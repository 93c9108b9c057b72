//! Runtime Configuration
//!
//! Environment-driven configuration with parsed defaults. Everything the
//! operator tunes lives here: sharding, EOD deadline, cache TTLs and caps,
//! per-source staleness deadlines, per-dependency resilience policies,
//! orphan thresholds and delivery mode.

use crate::models::PriceSource;
use chrono::NaiveTime;
use std::env;
use std::time::Duration;

fn env_str(var: &str, default: &str) -> String {
    env::var(var).unwrap_or_else(|_| default.to_string())
}

fn env_parse<T: std::str::FromStr>(var: &str, default: T) -> T {
    env::var(var)
        .ok()
        .and_then(|v| v.parse::<T>().ok())
        .unwrap_or(default)
}

fn env_millis(var: &str, default_ms: u64) -> Duration {
    Duration::from_millis(env_parse(var, default_ms))
}

/// How cache-invalidation notifications reach the price service.
#[derive(Debug, Clone, Copy, PartialEq, Eq)]
pub enum NotificationMode {
    /// Best-effort synchronous channel only.
    Direct,
    /// Messaging fabric only.
    Fabric,
    /// Both paths; recipients dedup.
    Both,
}

impl NotificationMode {
    fn parse(s: &str) -> Self {
        match s.to_ascii_uppercase().as_str() {
            "DIRECT" => NotificationMode::Direct,
            "FABRIC" => NotificationMode::Fabric,
            _ => NotificationMode::Both,
        }
    }

    pub fn includes_direct(&self) -> bool {
        matches!(self, NotificationMode::Direct | NotificationMode::Both)
    }

    pub fn includes_fabric(&self) -> bool {
        matches!(self, NotificationMode::Fabric | NotificationMode::Both)
    }
}

/// Resilience settings for one named cross-process dependency.
#[derive(Debug, Clone)]
pub struct DependencyPolicy {
    pub name: &'static str,
    pub call_timeout: Duration,
    pub failure_rate_threshold: f64,
    pub slow_call_threshold: Duration,
    pub slow_rate_threshold: f64,
    pub window_size: usize,
    pub min_calls: usize,
    pub open_wait: Duration,
    pub half_open_probes: u32,
    pub retry_max_attempts: u32,
    pub retry_base_wait: Duration,
    pub retry_exponential: bool,
    pub rate_permits: u64,
    pub rate_period: Duration,
}

impl DependencyPolicy {
    fn from_env(
        name: &'static str,
        prefix: &str,
        timeout_ms: u64,
        retry_max: u32,
        retry_base_ms: u64,
        retry_exponential: bool,
        rate_permits: u64,
    ) -> Self {
        Self {
            name,
            call_timeout: env_millis(&format!("{prefix}_TIMEOUT_MS"), timeout_ms),
            failure_rate_threshold: env_parse(&format!("{prefix}_FAILURE_RATE"), 0.5),
            slow_call_threshold: env_millis(&format!("{prefix}_SLOW_CALL_MS"), timeout_ms / 2),
            slow_rate_threshold: env_parse(&format!("{prefix}_SLOW_RATE"), 0.8),
            window_size: env_parse(&format!("{prefix}_WINDOW_SIZE"), 50),
            min_calls: env_parse(&format!("{prefix}_MIN_CALLS"), 10),
            open_wait: env_millis(&format!("{prefix}_OPEN_WAIT_MS"), 30_000),
            half_open_probes: env_parse(&format!("{prefix}_HALF_OPEN_PROBES"), 3),
            retry_max_attempts: env_parse(&format!("{prefix}_RETRY_MAX"), retry_max),
            retry_base_wait: env_millis(&format!("{prefix}_RETRY_WAIT_MS"), retry_base_ms),
            retry_exponential: env_parse(&format!("{prefix}_RETRY_EXPONENTIAL"), retry_exponential),
            rate_permits: env_parse(&format!("{prefix}_RATE_PERMITS"), rate_permits),
            rate_period: env_millis(&format!("{prefix}_RATE_PERIOD_MS"), 1_000),
        }
    }
}

/// Per-dependency resilience policies, tabulated.
#[derive(Debug, Clone)]
pub struct DependencyConfigs {
    pub database: DependencyPolicy,
    pub kv: DependencyPolicy,
    pub messaging: DependencyPolicy,
    pub upstream_feed: DependencyPolicy,
    pub trade_channel: DependencyPolicy,
}

impl DependencyConfigs {
    fn from_env() -> Self {
        Self {
            // Transient DB errors: exponential 0.5s base x 5
            database: DependencyPolicy::from_env("database", "HL_DB", 10_000, 5, 500, true, 5_000),
            kv: DependencyPolicy::from_env("kv", "HL_KV", 500, 2, 100, false, 50_000),
            // Fill ingestion path: fixed 1s x 3
            messaging: DependencyPolicy::from_env("messaging", "HL_MSG", 3_000, 3, 1_000, false, 20_000),
            upstream_feed: DependencyPolicy::from_env("upstream_feed", "HL_FEED", 15_000, 3, 2_000, true, 100),
            trade_channel: DependencyPolicy::from_env("trade_channel", "HL_TRADE", 5_000, 3, 1_000, false, 500),
        }
    }
}

#[derive(Debug, Clone)]
pub struct Config {
    pub database_path: String,

    // Sharding: an account is owned by shard |account_id| mod total_shards
    pub shard_index: u32,
    pub total_shards: u32,

    // EOD orchestration
    pub eod_deadline: NaiveTime,
    pub validation_error_threshold: f64,

    // Idempotency TTLs
    pub intraday_ref_ttl: Duration,
    pub fill_ref_ttl: Duration,

    // Trade aggregation
    pub order_state_ttl: Duration,
    pub fill_count_cap: u64,
    pub orphan_scan_interval: Duration,
    pub orphan_threshold: Duration,
    pub forward_maturity_horizon_days: i64,

    // Price / FX cache
    pub price_l1_cap: usize,
    pub fx_l1_cap: usize,
    pub price_l1_ttl: Duration,
    pub fx_l1_ttl: Duration,
    pub l2_ttl: Duration,
    pub stale_override: Duration,
    pub stale_realtime: Duration,
    pub stale_rcp_snap: Duration,
    pub stale_mspa: Duration,

    // Price service
    pub conflation_flush_interval: Duration,
    pub price_flush_interval: Duration,
    pub pivot_currency: String,
    pub notification_mode: NotificationMode,

    // Shutdown
    pub shutdown_grace: Duration,
    pub cleanup_grace: Duration,

    pub dependencies: DependencyConfigs,
}

impl Config {
    pub fn from_env() -> anyhow::Result<Self> {
        dotenv::dotenv().ok();

        let total_shards: u32 = env_parse("HL_TOTAL_SHARDS", 1);
        anyhow::ensure!(total_shards > 0, "HL_TOTAL_SHARDS must be positive");
        let shard_index: u32 = env_parse("HL_SHARD_INDEX", 0);
        anyhow::ensure!(
            shard_index < total_shards,
            "HL_SHARD_INDEX {} out of range for {} shards",
            shard_index,
            total_shards
        );

        let eod_deadline = NaiveTime::parse_from_str(&env_str("HL_EOD_DEADLINE", "18:00"), "%H:%M")
            .map_err(|e| anyhow::anyhow!("bad HL_EOD_DEADLINE: {e}"))?;

        Ok(Self {
            database_path: env_str("DATABASE_PATH", "./hedgeline.db"),
            shard_index,
            total_shards,
            eod_deadline,
            validation_error_threshold: env_parse("HL_VALIDATION_ERROR_THRESHOLD", 0.1),
            intraday_ref_ttl: env_millis("HL_INTRADAY_REF_TTL_MS", 60 * 60 * 1_000),
            fill_ref_ttl: env_millis("HL_FILL_REF_TTL_MS", 24 * 60 * 60 * 1_000),
            order_state_ttl: env_millis("HL_ORDER_STATE_TTL_MS", 4 * 60 * 60 * 1_000),
            fill_count_cap: env_parse("HL_FILL_COUNT_CAP", 1_000),
            orphan_scan_interval: env_millis("HL_ORPHAN_SCAN_INTERVAL_MS", 5 * 60 * 1_000),
            orphan_threshold: env_millis("HL_ORPHAN_THRESHOLD_MS", 30 * 60 * 1_000),
            forward_maturity_horizon_days: env_parse("HL_FORWARD_MATURITY_HORIZON_DAYS", 7),
            price_l1_cap: env_parse("HL_PRICE_L1_CAP", 50_000),
            fx_l1_cap: env_parse("HL_FX_L1_CAP", 1_000),
            price_l1_ttl: env_millis("HL_PRICE_L1_TTL_MS", 30_000),
            fx_l1_ttl: env_millis("HL_FX_L1_TTL_MS", 60_000),
            l2_ttl: env_millis("HL_L2_TTL_MS", 5 * 60 * 1_000),
            stale_override: env_millis("HL_STALE_OVERRIDE_MS", 7 * 24 * 60 * 60 * 1_000),
            stale_realtime: env_millis("HL_STALE_REALTIME_MS", 30_000),
            stale_rcp_snap: env_millis("HL_STALE_RCP_SNAP_MS", 24 * 60 * 60 * 1_000),
            stale_mspa: env_millis("HL_STALE_MSPA_MS", 24 * 60 * 60 * 1_000),
            conflation_flush_interval: env_millis("HL_CONFLATION_FLUSH_MS", 250),
            price_flush_interval: env_millis("HL_PRICE_FLUSH_MS", 1_000),
            pivot_currency: env_str("HL_PIVOT_CURRENCY", "USD"),
            notification_mode: NotificationMode::parse(&env_str("HL_NOTIFICATION_MODE", "BOTH")),
            shutdown_grace: env_millis("HL_SHUTDOWN_GRACE_MS", 10_000),
            cleanup_grace: env_millis("HL_CLEANUP_GRACE_MS", 5_000),
            dependencies: DependencyConfigs::from_env(),
        })
    }

    /// Shard ownership: `|account_id| mod total_shards == shard_index`.
    pub fn owns_account(&self, account_id: i64) -> bool {
        account_id.unsigned_abs() % self.total_shards as u64 == self.shard_index as u64
    }

    /// Per-source maximum age before a cached price is stale.
    pub fn max_age(&self, source: PriceSource) -> Duration {
        match source {
            PriceSource::Override => self.stale_override,
            PriceSource::Realtime => self.stale_realtime,
            PriceSource::RcpSnap => self.stale_rcp_snap,
            PriceSource::Mspa => self.stale_mspa,
        }
    }
}

impl Default for Config {
    /// Test/default configuration; identical to an empty environment.
    fn default() -> Self {
        Self::from_env().expect("default config")
    }
}

#[cfg(test)]
mod tests {
    use super::*;

    #[test]
    fn test_shard_ownership() {
        let mut cfg = Config::default();
        cfg.total_shards = 3;
        cfg.shard_index = 1;
        assert!(cfg.owns_account(1));
        assert!(cfg.owns_account(-1));
        assert!(cfg.owns_account(1000)); // 1000 % 3 == 1
        assert!(!cfg.owns_account(1001)); // 1001 % 3 == 2
        assert!(!cfg.owns_account(1002)); // 1002 % 3 == 0
    }

    #[test]
    fn test_notification_mode_parse() {
        assert_eq!(NotificationMode::parse("direct"), NotificationMode::Direct);
        assert_eq!(NotificationMode::parse("FABRIC"), NotificationMode::Fabric);
        assert_eq!(NotificationMode::parse("anything"), NotificationMode::Both);
        assert!(NotificationMode::Both.includes_direct());
        assert!(NotificationMode::Both.includes_fabric());
    }

    #[test]
    fn test_per_source_staleness_defaults() {
        let cfg = Config::default();
        assert_eq!(cfg.max_age(PriceSource::Realtime), Duration::from_secs(30));
        assert_eq!(
            cfg.max_age(PriceSource::RcpSnap),
            Duration::from_secs(24 * 60 * 60)
        );
    }
}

------

WHAT THE TASK ASKS: Will you return exactly the lines above from the one with "impl Default for" down to the one with "assert!(cfg.owns_account(1000)); // 1000", counting both as part of the range?

SOLUTION FOR THIS PROBLEM:
impl Default for Config {
    /// Test/default configuration; identical to an empty environment.
    fn default() -> Self {
        Self::from_env().expect("default config")
    }
}

#[cfg(test)]
mod tests {
    use super::*;

    #[test]
    fn test_shard_ownership() {
        let mut cfg = Config::default();
        cfg.total_shards = 3;
        cfg.shard_index = 1;
        assert!(cfg.owns_account(1));
        assert!(cfg.owns_account(-1));
        assert!(cfg.owns_account(1000)); // 1000 % 3 == 1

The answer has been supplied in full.